Le grand vainqueur des dernières élections en Russie a été le Parti communiste qui a obtenu près de 20 % de voix. Ce parti est aujourd’hui transformé par une nouvelle vague de militant·es de gauche opposé·es au pouvoir de Vladimir Poutine.
Les élections législatives qui se sont tenues en Russie du 17 au 19 septembre 2021 ont donné une nouvelle victoire nominale au parti Russie Unie du président Vladimir Poutine. Mais le résultat le plus remarquable a été le bond en avant du Parti communiste de la Fédération de Russie (KPRF), qui est arrivé en deuxième position avec 19 % des voix.
Malgré la fraude habituelle en faveur des alliés de Poutine, le KPRF a réussi à gagner un nouvel électorat, en particulier les jeunes des grandes villes qui ont vu dans le vote pour ce parti la seule possibilité de dire non à l’ordre existant. Depuis les années 1990, le programme officiel du KPRF est resté un mélange de stalinisme, de nationalisme et de paternalisme social-démocrate. Au cours des dernières années, une génération de jeunes leaders régionaux est cependant apparue au sein du KPRF, le faisant évoluer vers la défense des droits démocratiques, de l’égalité sociale et de l’écologie.
L’un des aspects les plus révélateurs de l’élection à cet égard a été la campagne de Mikhail Lobanov, 37 ans, professeur de mathématiques à l’Université d’État de Moscou. Mikhail a été désigné par le KPRF mais s’est positionné comme un socialiste indépendant. Il a battu le candidat de Russie Unie de Poutine par plus de dix mille voix (soit une marge de 12 %) mais le décompte a ensuite été manipulé pour lui refuser l’élection au Parlement.
Le vote populaire en faveur de candidat·es comme Lobanov a néanmoins constitué une véritable percée pour la gauche radicale, démontrant son potentiel à exprimer le mécontentement populaire, même dans les conditions politiques difficiles de la Russie d’aujourd’hui.
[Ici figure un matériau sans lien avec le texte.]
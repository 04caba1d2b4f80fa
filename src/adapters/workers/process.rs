//! Generic CLI worker adapter built on `tokio::process`.
//!
//! Each run executes `<command> <args...> <prompt>` in the task's working
//! directory. Output lines are appended to the side-channel log file and
//! streamed back to the orchestrator.

use async_trait::async_trait;
use nix::errno::Errno;
use nix::sys::signal::{kill, Signal};
use nix::unistd::Pid;
use std::collections::HashMap;
use std::process::Stdio;
use tokio::fs::OpenOptions;
use tokio::io::{AsyncBufReadExt, AsyncWriteExt, BufReader};
use tokio::process::Command;
use tokio::sync::{mpsc, oneshot};

use crate::domain::errors::{DomainError, DomainResult};
use crate::domain::models::{ProviderCommand, WorkersConfig};
use crate::domain::ports::{LivenessCheck, WorkerHandle, WorkerRequest, WorkerSpawner};

/// Exit code reported when the process was killed by a signal or could not be awaited.
const UNKNOWN_EXIT: i32 = -1;

pub struct ProcessWorkerSpawner {
    providers: HashMap<String, ProviderCommand>,
    default_provider: String,
}

impl ProcessWorkerSpawner {
    pub fn new(
        providers: HashMap<String, ProviderCommand>,
        default_provider: impl Into<String>,
    ) -> Self {
        Self {
            providers,
            default_provider: default_provider.into(),
        }
    }

    pub fn from_config(config: &WorkersConfig) -> Self {
        Self::new(config.providers.clone(), config.default_provider.clone())
    }

    fn command_for(&self, provider: &str) -> DomainResult<&ProviderCommand> {
        self.providers
            .get(provider)
            .or_else(|| self.providers.get(&self.default_provider))
            .ok_or_else(|| DomainError::SpawnFailed(format!("no command configured for provider '{provider}'")))
    }
}

#[async_trait]
impl WorkerSpawner for ProcessWorkerSpawner {
    async fn spawn(&self, request: WorkerRequest) -> DomainResult<WorkerHandle> {
        let provider = self.command_for(&request.provider)?;

        if let Some(parent) = request.log_path.parent() {
            tokio::fs::create_dir_all(parent).await.map_err(|e| {
                DomainError::SpawnFailed(format!("cannot create log directory: {e}"))
            })?;
        }
        let mut log_file = OpenOptions::new()
            .create(true)
            .append(true)
            .open(&request.log_path)
            .await
            .map_err(|e| DomainError::SpawnFailed(format!("cannot open worker log: {e}")))?;

        let mut cmd = Command::new(&provider.command);
        cmd.args(&provider.args)
            .arg(&request.prompt)
            .current_dir(&request.working_dir)
            .env("TASKFORCE_TASK_ID", request.task_id.to_string())
            .stdin(Stdio::null())
            .stdout(Stdio::piped())
            .stderr(Stdio::piped())
            .kill_on_drop(true);

        let mut child = cmd.spawn().map_err(|e| {
            DomainError::SpawnFailed(format!("failed to start {}: {e}", provider.command))
        })?;
        let pid = child.id();

        let stdout = child
            .stdout
            .take()
            .ok_or_else(|| DomainError::SpawnFailed("failed to capture stdout".to_string()))?;
        let stderr = child
            .stderr
            .take()
            .ok_or_else(|| DomainError::SpawnFailed("failed to capture stderr".to_string()))?;

        let (exit_tx, exit_rx) = oneshot::channel();
        let (line_tx, line_rx) = mpsc::channel(256);
        let task_id = request.task_id;

        tokio::spawn(async move {
            let mut stdout_lines = BufReader::new(stdout).lines();
            let mut stderr_lines = BufReader::new(stderr).lines();
            let mut stdout_open = true;
            let mut stderr_open = true;

            while stdout_open || stderr_open {
                let (line, from_stdout) = tokio::select! {
                    line = stdout_lines.next_line(), if stdout_open => (line, true),
                    line = stderr_lines.next_line(), if stderr_open => (line, false),
                };
                let Ok(Some(line)) = line else {
                    if from_stdout {
                        stdout_open = false;
                    } else {
                        stderr_open = false;
                    }
                    continue;
                };

                if let Err(e) = log_file.write_all(format!("{line}\n").as_bytes()).await {
                    tracing::warn!(%task_id, error = %e, "Failed to write worker log");
                }
                // Receiver may be gone; the log file still has the line.
                let _ = line_tx.try_send(line);
            }
            let _ = log_file.flush().await;

            let code = match child.wait().await {
                Ok(status) => status.code().unwrap_or(UNKNOWN_EXIT),
                Err(e) => {
                    tracing::warn!(%task_id, error = %e, "Failed to wait for worker");
                    UNKNOWN_EXIT
                }
            };
            tracing::debug!(%task_id, exit_code = code, "Worker process exited");
            let _ = exit_tx.send(code);
        });

        tracing::info!(
            task_id = %request.task_id,
            provider = %request.provider,
            pid = ?pid,
            "Worker process started"
        );

        Ok(WorkerHandle::new(pid, exit_rx).with_output(line_rx))
    }

    async fn terminate(&self, pid: u32) -> DomainResult<()> {
        let raw = i32::try_from(pid)
            .map_err(|_| DomainError::ValidationFailed(format!("invalid pid {pid}")))?;
        match kill(Pid::from_raw(raw), Signal::SIGTERM) {
            Ok(()) | Err(Errno::ESRCH) => Ok(()),
            Err(e) => Err(DomainError::SpawnFailed(format!("failed to signal pid {pid}: {e}"))),
        }
    }
}

/// Liveness check using signal 0.
#[derive(Debug, Default, Clone, Copy)]
pub struct SignalLivenessCheck;

impl LivenessCheck for SignalLivenessCheck {
    fn is_alive(&self, pid: u32) -> bool {
        let Ok(raw) = i32::try_from(pid) else {
            return false;
        };
        match kill(Pid::from_raw(raw), None) {
            Ok(()) => true,
            // Exists but owned by someone else.
            Err(Errno::EPERM) => true,
            Err(_) => false,
        }
    }
}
Les militant(e)s du Mouvement Socialiste Russe et de plusieurs autres groupes de la gauche radicale traditionnellement critiques à l’égard du KPRF ont ainsi joué un rôle important dans sa campagne électorale.
Ilya Budraitskis, écrivain politique de gauche basé à Moscou, s’est entretenu avec Mikhail Lobanov pour Jacobin.
Parle-nous un peu de ton parcours politique…
À l’école, j’aimais lire des livres d’histoire, même s’il ne s’agissait que de romans historiques, en même temps que des livres plus scientifiques. À l’université, déjà en tant qu’étudiant en mathématiques, je passais mon temps libre dans les bibliothèques et les librairies ; en lisant des romans, j’ai décidé que je devais lire Marx, Lénine et Trotsky. Par exemple, j’ai emprunté La Révolution Trahie [de Trotsky] à la bibliothèque de l’Université d’État de Moscou .
En 2006, j’ai participé à un séminaire étudiant marxiste, organisé à la l’Université d’État de Moscou par des militant(e)s du mouvement socialiste « Vpered » [« En Avant », la section russe de la Quatrième Internationale à cette époque]. Pendant l’année et demie qui a suivi, j’ai pris part à diverses actions contre la marchandisation de l’éducation et pour la défense des droits des travailleurs avec Vpered. Les réunions du parti se tenaient dans le bureau de la Confédération Du Travail de Russie (KTR) et c’est ainsi que j’ai fait connaissance avec les syndicats indépendants russes.
Comment un groupe de militant·es a-t-il émergé à l’Université d’État de Moscou ?
Nous cherchions des terrains de mobilisation au sein de l’université. En 2009, l’administration voulait durcir les règles d’accès aux dortoirs. Nous avons lancé une campagne de protestation, recueilli 1700 signatures et finalement réussi à faire annuler ces nouvelles règles. À la suite de cette campagne de trois semaines, nous avons formé un noyau de militant·es actifs sur le campus, soit une trentaine de personnes. Nous traitions des problèmes quotidiens mais il était évident que cela ne suffisait pas à nous faire passer à un niveau supérieur d’organisation.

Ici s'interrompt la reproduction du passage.